──────── Information provided

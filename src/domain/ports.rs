use crate::domain::model::{RawRow, TransformResult, WorkbookLayout};
use crate::utils::error::Result;
use async_trait::async_trait;

pub trait Storage: Send + Sync {
    fn read_file(&self, path: &str) -> impl std::future::Future<Output = Result<Vec<u8>>> + Send;
    fn write_file(
        &self,
        path: &str,
        data: &[u8],
    ) -> impl std::future::Future<Output = Result<()>> + Send;
}

pub trait ConfigProvider: Send + Sync {
    fn input_path(&self) -> &str;
    fn output_path(&self) -> &str;
    fn delimiter(&self) -> u8;
    fn has_header(&self) -> bool;
    fn workbook_layout(&self) -> WorkbookLayout;
    fn fold_accents(&self) -> bool;
    fn top_products_limit(&self) -> usize;
    fn month_filter(&self) -> Option<u32>;
    fn output_formats(&self) -> &[String];
    fn archive_name(&self) -> &str;
}

#[async_trait]
pub trait Pipeline: Send + Sync {
    async fn extract(&self) -> Result<Vec<RawRow>>;
    async fn transform(&self, rows: Vec<RawRow>) -> Result<TransformResult>;
    async fn load(&self, result: &TransformResult) -> Result<String>;
}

────────────────

▶ **Task to carry out**
If a line above holds the string "future", return it as it stands.

▶ **Solution to this problem**
    fn read_file(&self, path: &str) -> impl std::future::Future<Output = Result<Vec<u8>>> + Send;
    ) -> impl std::future::Future<Output = Result<()>> + Send;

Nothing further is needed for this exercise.